AIM OF THE TASK -> In the entries below, find every line holding the string "bool" and collect it.

------ RECORDS SHOWN ------

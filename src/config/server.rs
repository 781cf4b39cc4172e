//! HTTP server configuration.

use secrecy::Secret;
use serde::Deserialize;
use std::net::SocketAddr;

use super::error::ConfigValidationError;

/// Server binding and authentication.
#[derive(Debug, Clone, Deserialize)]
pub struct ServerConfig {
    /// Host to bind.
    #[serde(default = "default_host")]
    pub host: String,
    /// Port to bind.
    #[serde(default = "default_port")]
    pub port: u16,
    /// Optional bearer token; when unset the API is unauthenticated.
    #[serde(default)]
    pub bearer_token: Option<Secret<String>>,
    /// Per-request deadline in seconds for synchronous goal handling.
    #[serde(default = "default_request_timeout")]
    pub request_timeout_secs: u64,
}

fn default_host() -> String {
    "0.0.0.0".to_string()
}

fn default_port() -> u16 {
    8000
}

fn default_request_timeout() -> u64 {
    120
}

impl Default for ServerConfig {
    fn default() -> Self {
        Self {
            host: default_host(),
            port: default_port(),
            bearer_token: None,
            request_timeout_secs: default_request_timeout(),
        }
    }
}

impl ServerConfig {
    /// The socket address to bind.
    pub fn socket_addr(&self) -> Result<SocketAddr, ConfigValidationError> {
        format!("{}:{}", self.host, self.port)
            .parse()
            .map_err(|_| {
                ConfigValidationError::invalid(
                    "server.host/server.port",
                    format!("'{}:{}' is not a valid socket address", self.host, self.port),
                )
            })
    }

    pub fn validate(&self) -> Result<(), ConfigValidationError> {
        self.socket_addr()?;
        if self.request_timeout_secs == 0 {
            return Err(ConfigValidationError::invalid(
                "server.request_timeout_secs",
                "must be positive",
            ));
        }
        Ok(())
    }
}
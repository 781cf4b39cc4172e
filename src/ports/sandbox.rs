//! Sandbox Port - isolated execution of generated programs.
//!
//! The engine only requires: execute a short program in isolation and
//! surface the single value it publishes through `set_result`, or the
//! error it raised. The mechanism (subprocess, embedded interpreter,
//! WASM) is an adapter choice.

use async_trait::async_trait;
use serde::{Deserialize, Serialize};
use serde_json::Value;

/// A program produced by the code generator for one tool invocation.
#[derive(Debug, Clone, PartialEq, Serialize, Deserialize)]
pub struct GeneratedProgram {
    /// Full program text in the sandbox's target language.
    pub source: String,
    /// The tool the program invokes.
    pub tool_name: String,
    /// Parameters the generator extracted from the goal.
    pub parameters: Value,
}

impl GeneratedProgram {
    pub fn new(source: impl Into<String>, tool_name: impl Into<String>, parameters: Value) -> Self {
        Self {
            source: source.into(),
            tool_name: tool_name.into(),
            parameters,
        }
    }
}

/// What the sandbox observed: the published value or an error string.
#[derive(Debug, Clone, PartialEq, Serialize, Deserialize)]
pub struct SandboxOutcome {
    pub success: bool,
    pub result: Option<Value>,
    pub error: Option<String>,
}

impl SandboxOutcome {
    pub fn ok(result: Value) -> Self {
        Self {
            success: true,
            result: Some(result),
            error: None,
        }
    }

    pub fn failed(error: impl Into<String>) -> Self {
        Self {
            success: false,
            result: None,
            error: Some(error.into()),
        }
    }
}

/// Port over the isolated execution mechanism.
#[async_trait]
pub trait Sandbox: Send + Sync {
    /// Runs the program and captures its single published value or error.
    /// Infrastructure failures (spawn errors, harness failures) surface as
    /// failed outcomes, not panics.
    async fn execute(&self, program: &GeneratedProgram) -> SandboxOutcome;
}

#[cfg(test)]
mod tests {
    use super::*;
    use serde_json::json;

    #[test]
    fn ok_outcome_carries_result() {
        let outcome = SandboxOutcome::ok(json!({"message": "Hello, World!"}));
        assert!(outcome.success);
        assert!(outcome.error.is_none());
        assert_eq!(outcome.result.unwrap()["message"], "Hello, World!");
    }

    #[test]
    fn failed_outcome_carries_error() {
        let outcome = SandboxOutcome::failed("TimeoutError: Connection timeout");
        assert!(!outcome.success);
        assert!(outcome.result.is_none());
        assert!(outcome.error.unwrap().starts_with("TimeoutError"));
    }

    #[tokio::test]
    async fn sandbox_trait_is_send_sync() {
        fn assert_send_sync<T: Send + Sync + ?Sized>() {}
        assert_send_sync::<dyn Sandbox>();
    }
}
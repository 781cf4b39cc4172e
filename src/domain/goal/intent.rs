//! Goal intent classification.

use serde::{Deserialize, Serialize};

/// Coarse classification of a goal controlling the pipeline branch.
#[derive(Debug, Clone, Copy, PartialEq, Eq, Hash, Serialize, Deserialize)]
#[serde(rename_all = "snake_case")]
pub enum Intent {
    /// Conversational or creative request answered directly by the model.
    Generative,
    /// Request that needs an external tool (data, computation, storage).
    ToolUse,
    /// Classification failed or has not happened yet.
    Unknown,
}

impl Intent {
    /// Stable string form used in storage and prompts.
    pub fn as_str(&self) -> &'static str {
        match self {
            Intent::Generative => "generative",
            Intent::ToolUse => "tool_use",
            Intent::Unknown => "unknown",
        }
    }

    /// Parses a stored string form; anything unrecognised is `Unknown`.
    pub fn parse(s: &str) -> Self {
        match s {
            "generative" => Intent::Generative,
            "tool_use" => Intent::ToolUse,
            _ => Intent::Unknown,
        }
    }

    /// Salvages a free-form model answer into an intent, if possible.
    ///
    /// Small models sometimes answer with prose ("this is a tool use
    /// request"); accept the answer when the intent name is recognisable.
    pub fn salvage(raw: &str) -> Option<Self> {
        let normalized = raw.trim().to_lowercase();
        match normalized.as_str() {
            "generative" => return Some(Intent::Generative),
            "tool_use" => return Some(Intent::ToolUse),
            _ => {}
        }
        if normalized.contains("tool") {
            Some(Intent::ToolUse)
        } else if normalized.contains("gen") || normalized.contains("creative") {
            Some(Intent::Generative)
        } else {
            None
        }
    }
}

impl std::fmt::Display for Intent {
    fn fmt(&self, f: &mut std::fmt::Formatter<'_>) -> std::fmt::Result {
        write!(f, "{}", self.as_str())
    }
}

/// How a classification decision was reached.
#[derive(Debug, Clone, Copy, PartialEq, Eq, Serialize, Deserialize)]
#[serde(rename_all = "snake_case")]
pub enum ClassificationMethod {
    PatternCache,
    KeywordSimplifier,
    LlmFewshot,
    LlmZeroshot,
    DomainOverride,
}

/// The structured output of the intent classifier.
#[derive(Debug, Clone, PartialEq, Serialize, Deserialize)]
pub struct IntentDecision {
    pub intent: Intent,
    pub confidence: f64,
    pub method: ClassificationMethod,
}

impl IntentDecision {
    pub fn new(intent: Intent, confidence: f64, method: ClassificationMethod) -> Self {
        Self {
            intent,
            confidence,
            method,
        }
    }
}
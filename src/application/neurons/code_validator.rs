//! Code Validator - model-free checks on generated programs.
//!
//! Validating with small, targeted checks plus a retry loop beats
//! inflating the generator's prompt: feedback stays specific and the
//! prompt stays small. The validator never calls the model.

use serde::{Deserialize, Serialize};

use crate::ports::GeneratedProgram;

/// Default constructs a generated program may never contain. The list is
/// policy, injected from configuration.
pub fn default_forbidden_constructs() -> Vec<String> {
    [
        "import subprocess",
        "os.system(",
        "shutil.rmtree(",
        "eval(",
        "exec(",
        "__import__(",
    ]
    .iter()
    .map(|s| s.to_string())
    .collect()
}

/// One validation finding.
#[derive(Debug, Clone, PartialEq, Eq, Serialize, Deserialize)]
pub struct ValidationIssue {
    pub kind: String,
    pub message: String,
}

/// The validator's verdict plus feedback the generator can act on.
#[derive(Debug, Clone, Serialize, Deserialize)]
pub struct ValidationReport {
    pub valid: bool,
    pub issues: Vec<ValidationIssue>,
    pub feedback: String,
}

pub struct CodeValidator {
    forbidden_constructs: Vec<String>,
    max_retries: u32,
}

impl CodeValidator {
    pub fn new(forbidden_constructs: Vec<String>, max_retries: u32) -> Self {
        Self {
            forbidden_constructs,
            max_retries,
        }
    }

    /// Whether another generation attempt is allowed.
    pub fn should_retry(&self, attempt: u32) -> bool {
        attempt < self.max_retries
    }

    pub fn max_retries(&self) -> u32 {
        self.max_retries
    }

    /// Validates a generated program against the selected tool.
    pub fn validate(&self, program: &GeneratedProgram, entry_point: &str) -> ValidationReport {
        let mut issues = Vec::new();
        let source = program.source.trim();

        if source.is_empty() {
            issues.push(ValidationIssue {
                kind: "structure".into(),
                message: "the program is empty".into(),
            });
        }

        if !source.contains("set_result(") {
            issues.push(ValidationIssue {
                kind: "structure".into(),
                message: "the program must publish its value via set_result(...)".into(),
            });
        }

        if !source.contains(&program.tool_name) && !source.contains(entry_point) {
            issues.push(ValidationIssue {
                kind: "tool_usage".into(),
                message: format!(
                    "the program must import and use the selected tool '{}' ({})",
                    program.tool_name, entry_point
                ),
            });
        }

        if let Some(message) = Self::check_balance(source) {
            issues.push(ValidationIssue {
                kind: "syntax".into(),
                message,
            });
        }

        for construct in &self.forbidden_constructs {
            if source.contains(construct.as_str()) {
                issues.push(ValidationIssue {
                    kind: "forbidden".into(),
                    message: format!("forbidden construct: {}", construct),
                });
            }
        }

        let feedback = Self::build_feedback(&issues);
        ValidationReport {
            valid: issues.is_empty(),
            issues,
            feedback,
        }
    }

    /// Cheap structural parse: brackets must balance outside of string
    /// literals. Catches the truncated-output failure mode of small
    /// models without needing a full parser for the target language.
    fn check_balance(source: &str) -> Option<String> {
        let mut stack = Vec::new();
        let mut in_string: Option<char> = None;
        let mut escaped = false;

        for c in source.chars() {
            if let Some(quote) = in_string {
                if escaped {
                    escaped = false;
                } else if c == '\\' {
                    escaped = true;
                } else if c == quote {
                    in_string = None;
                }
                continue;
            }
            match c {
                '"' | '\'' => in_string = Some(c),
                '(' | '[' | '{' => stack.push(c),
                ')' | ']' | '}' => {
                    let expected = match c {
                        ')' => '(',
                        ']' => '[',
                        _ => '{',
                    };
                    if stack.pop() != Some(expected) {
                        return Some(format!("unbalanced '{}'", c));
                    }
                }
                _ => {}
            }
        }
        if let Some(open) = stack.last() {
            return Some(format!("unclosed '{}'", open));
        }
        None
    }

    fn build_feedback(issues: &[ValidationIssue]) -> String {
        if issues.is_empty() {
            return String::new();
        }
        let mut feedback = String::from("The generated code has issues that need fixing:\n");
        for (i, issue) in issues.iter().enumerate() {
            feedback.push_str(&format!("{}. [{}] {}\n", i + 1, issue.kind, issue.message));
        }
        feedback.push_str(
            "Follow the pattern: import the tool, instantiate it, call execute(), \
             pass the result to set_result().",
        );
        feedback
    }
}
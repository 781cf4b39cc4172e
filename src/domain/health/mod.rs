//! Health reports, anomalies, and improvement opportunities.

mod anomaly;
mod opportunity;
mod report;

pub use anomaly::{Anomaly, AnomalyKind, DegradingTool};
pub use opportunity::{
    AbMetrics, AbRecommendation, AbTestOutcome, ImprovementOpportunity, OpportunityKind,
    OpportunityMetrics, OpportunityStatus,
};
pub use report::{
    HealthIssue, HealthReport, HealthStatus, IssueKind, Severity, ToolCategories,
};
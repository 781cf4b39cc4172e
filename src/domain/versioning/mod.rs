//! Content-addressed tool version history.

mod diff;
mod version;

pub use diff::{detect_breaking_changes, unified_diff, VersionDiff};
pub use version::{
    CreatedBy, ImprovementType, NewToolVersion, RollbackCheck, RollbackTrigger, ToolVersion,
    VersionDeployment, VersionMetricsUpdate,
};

------

RESPONSE AREA ->
    pub success: bool,
    pub valid: bool,
    pub fn should_retry(&self, attempt: u32) -> bool {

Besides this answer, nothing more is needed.